» WORK TO COMPLETE: For the records below, work out the number of lines holding "struct" and reply with only that.

:: THE DATA

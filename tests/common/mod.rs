// tests/common/mod.rs

//! Scripted collaborator fakes for protocol-level tests
//!
//! The fetch protocol is exercised end to end without git, a store daemon
//! or the network: the fakes materialize fixed file trees, serve fixed
//! ref listings, and hash trees with a deterministic (non-cryptographic)
//! digest so identical trees always produce identical addresses.

#![allow(dead_code)]

use quarry::digest::{Digest, HashKind};
use quarry::git::{RefLister, RemoteRef, SubmoduleEntry, SubmoduleStatus, Vcs};
use quarry::{Error, Result};
use quarry::store::{StoreClient, TreeHasher};
use std::cell::RefCell;
use std::collections::{HashMap, HashSet};
use std::fs;
use std::path::{Path, PathBuf};
use walkdir::WalkDir;

/// One scripted submodule: what `submodule status` reports and what
/// `.gitmodules` declares (or doesn't)
#[derive(Clone)]
pub struct FakeSubmodule {
    pub status: SubmoduleStatus,
    pub declared: Option<SubmoduleEntry>,
}

/// Per-repository ref state consumed by the normalization primitives
#[derive(Default, Clone)]
pub struct RepoState {
    pub remote_branches: Vec<String>,
    pub tags_at_head: Vec<String>,
    pub tags_containing_head: Vec<String>,
}

/// Scripted version-control engine
///
/// `checkout` materializes `files` plus a `.git` skeleton full of the
/// ephemeral metadata normalization must remove. Submodules are reported
/// only for the top-level working tree.
pub struct FakeVcs {
    pub log: RefCell<Vec<String>>,
    pub commit: String,
    pub files: Vec<(String, String)>,
    pub submodules: Vec<FakeSubmodule>,
    pub repos: RefCell<HashMap<PathBuf, RepoState>>,
}

impl FakeVcs {
    pub fn new(commit: &str) -> Self {
        Self {
            log: RefCell::new(Vec::new()),
            commit: commit.to_string(),
            files: vec![("README".to_string(), "content\n".to_string())],
            submodules: Vec::new(),
            repos: RefCell::new(HashMap::new()),
        }
    }

    pub fn calls(&self) -> Vec<String> {
        self.log.borrow().clone()
    }

    fn record(&self, call: String) {
        self.log.borrow_mut().push(call);
    }

    fn is_submodule_dir(&self, dir: &Path) -> bool {
        self.submodules.iter().any(|s| dir.ends_with(&s.status.path))
    }

    fn state(&self, dir: &Path) -> RepoState {
        self.repos.borrow().get(dir).cloned().unwrap_or_default()
    }
}

impl Vcs for FakeVcs {
    fn init(&self, dir: &Path) -> Result<()> {
        fs::create_dir_all(dir)?;
        self.record(format!("init {}", dir.display()));
        Ok(())
    }

    fn add_remote(&self, _dir: &Path, name: &str, url: &str) -> Result<()> {
        self.record(format!("add_remote {name} {url}"));
        Ok(())
    }

    fn fetch(&self, _dir: &Path, refspec: Option<&str>, depth: Option<u32>) -> Result<()> {
        self.record(format!(
            "fetch {} depth={}",
            refspec.unwrap_or("<all>"),
            depth.map_or("full".to_string(), |d| d.to_string())
        ));
        Ok(())
    }

    fn checkout(&self, dir: &Path, branch: &str, rev: &str) -> Result<()> {
        self.record(format!("checkout {branch} {rev}"));
        for (rel, content) in &self.files {
            let path = dir.join(rel);
            fs::create_dir_all(path.parent().unwrap())?;
            fs::write(path, content)?;
        }
        // Ephemeral metadata a real checkout leaves behind.
        let git = dir.join(".git");
        for rel in [
            "HEAD",
            "config",
            "index",
            "FETCH_HEAD",
            "ORIG_HEAD",
            "logs/HEAD",
            "hooks/post-checkout.sample",
            "refs/remotes/origin/HEAD",
        ] {
            let path = git.join(rel);
            fs::create_dir_all(path.parent().unwrap())?;
            fs::write(path, rev)?;
        }
        Ok(())
    }

    fn rev_parse(&self, _dir: &Path, rev: &str) -> Result<String> {
        self.record(format!("rev_parse {rev}"));
        Ok(self.commit.clone())
    }

    fn submodule_init(&self, _dir: &Path) -> Result<()> {
        self.record("submodule_init".to_string());
        Ok(())
    }

    fn submodule_status(&self, dir: &Path) -> Result<Vec<SubmoduleStatus>> {
        self.record("submodule_status".to_string());
        if self.is_submodule_dir(dir) {
            return Ok(Vec::new());
        }
        Ok(self.submodules.iter().map(|s| s.status.clone()).collect())
    }

    fn submodule_config(&self, dir: &Path) -> Result<Vec<SubmoduleEntry>> {
        self.record("submodule_config".to_string());
        if self.is_submodule_dir(dir) {
            return Ok(Vec::new());
        }
        Ok(self.submodules.iter().filter_map(|s| s.declared.clone()).collect())
    }

    fn remote_branches(&self, dir: &Path) -> Result<Vec<String>> {
        Ok(self.state(dir).remote_branches)
    }

    fn delete_remote_branch(&self, dir: &Path, branch: &str) -> Result<()> {
        self.record(format!("delete_remote_branch {branch}"));
        if let Some(state) = self.repos.borrow_mut().get_mut(dir) {
            state.remote_branches.retain(|b| b != branch);
        }
        Ok(())
    }

    fn tags_pointing_at(&self, dir: &Path, _rev: &str) -> Result<Vec<String>> {
        Ok(self.state(dir).tags_at_head)
    }

    fn tags_containing(&self, dir: &Path, _rev: &str) -> Result<Vec<String>> {
        Ok(self.state(dir).tags_containing_head)
    }

    fn delete_tag(&self, dir: &Path, tag: &str) -> Result<()> {
        self.record(format!("delete_tag {tag}"));
        if let Some(state) = self.repos.borrow_mut().get_mut(dir) {
            state.tags_at_head.retain(|t| t != tag);
            state.tags_containing_head.retain(|t| t != tag);
        }
        Ok(())
    }

    fn repack(&self, dir: &Path) -> Result<()> {
        self.record("repack".to_string());
        // A real repack needs (and therefore recreates) the local config.
        let config = dir.join(".git/config");
        if let Some(parent) = config.parent() {
            fs::create_dir_all(parent)?;
        }
        fs::write(config, "pack.threads=1\n")?;
        Ok(())
    }

    fn gc(&self, _dir: &Path) -> Result<()> {
        self.record("gc".to_string());
        Ok(())
    }
}

/// Ref listings keyed by remote URL; unknown URLs fail the way a dead
/// remote would
pub struct FakeLister {
    pub listings: HashMap<String, Vec<RemoteRef>>,
    pub calls: RefCell<usize>,
}

impl FakeLister {
    pub fn new() -> Self {
        Self {
            listings: HashMap::new(),
            calls: RefCell::new(0),
        }
    }

    pub fn with_listing(mut self, url: &str, refs: Vec<(&str, &str)>) -> Self {
        self.listings.insert(
            url.to_string(),
            refs.into_iter()
                .map(|(hash, name)| RemoteRef {
                    hash: hash.to_string(),
                    name: name.to_string(),
                })
                .collect(),
        );
        self
    }
}

impl RefLister for FakeLister {
    fn list_refs(&self, remote_url: &str) -> Result<Vec<RemoteRef>> {
        *self.calls.borrow_mut() += 1;
        self.listings
            .get(remote_url)
            .cloned()
            .ok_or_else(|| Error::ExternalCommandFailed {
                command: format!("git ls-remote {remote_url}"),
                status: 128,
            })
    }
}

/// In-memory store
pub struct FakeStore {
    pub valid: RefCell<HashSet<String>>,
    pub registered: RefCell<Vec<String>>,
    pub queries: RefCell<usize>,
}

impl FakeStore {
    pub fn new() -> Self {
        Self {
            valid: RefCell::new(HashSet::new()),
            registered: RefCell::new(Vec::new()),
            queries: RefCell::new(0),
        }
    }

    pub fn mark_valid(&self, path: &str) {
        self.valid.borrow_mut().insert(path.to_string());
    }

    pub fn register_count(&self) -> usize {
        self.registered.borrow().len()
    }
}

impl StoreClient for FakeStore {
    fn is_valid(&self, store_path: &str) -> Result<bool> {
        *self.queries.borrow_mut() += 1;
        Ok(self.valid.borrow().contains(store_path))
    }

    fn register(&self, digest: &Digest, source: &Path, _recursive: bool) -> Result<String> {
        let name = source
            .file_name()
            .map(|n| n.to_string_lossy().into_owned())
            .unwrap_or_default();
        let path = fixed_path(digest, &name);
        self.registered.borrow_mut().push(path.clone());
        self.valid.borrow_mut().insert(path.clone());
        Ok(path)
    }

    fn render_fixed_path(&self, digest: &Digest, name: &str, _recursive: bool) -> Result<String> {
        Ok(fixed_path(digest, name))
    }
}

pub fn fixed_path(digest: &Digest, name: &str) -> String {
    format!("/store/{}-{}", digest.to_base32(), name)
}

/// Deterministic non-cryptographic tree hasher
///
/// Streams sorted relative paths and file contents through FNV-1a and
/// widens the state to the digest length, so equal trees hash equal and
/// any content or layout change shows up in the digest.
pub struct FakeHasher;

impl TreeHasher for FakeHasher {
    fn hash_tree(&self, kind: HashKind, path: &Path, _recursive: bool) -> Result<Digest> {
        let mut state: u64 = 0xcbf29ce484222325;
        let mut fold = |bytes: &[u8]| {
            for &b in bytes {
                state ^= u64::from(b);
                state = state.wrapping_mul(0x100000001b3);
            }
        };

        for entry in WalkDir::new(path).sort_by_file_name() {
            let entry = entry.map_err(std::io::Error::from)?;
            let rel = entry.path().strip_prefix(path).unwrap_or(entry.path());
            fold(rel.to_string_lossy().as_bytes());
            if entry.file_type().is_file() {
                fold(&fs::read(entry.path())?);
            }
        }

        let mut bytes = Vec::with_capacity(kind.digest_len());
        let mut widen = state;
        while bytes.len() < kind.digest_len() {
            widen = widen.wrapping_mul(6364136223846793005).wrapping_add(1442695040888963407);
            bytes.extend_from_slice(&widen.to_le_bytes());
        }
        bytes.truncate(kind.digest_len());
        Digest::from_bytes(kind, bytes)
    }
}

/// Hash a tree with the fake hasher, for comparing snapshots in tests
pub fn tree_digest(path: &Path) -> Digest {
    FakeHasher.hash_tree(HashKind::Sha256, path, true).unwrap()
}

::::

» RESPONSE BELOW: 6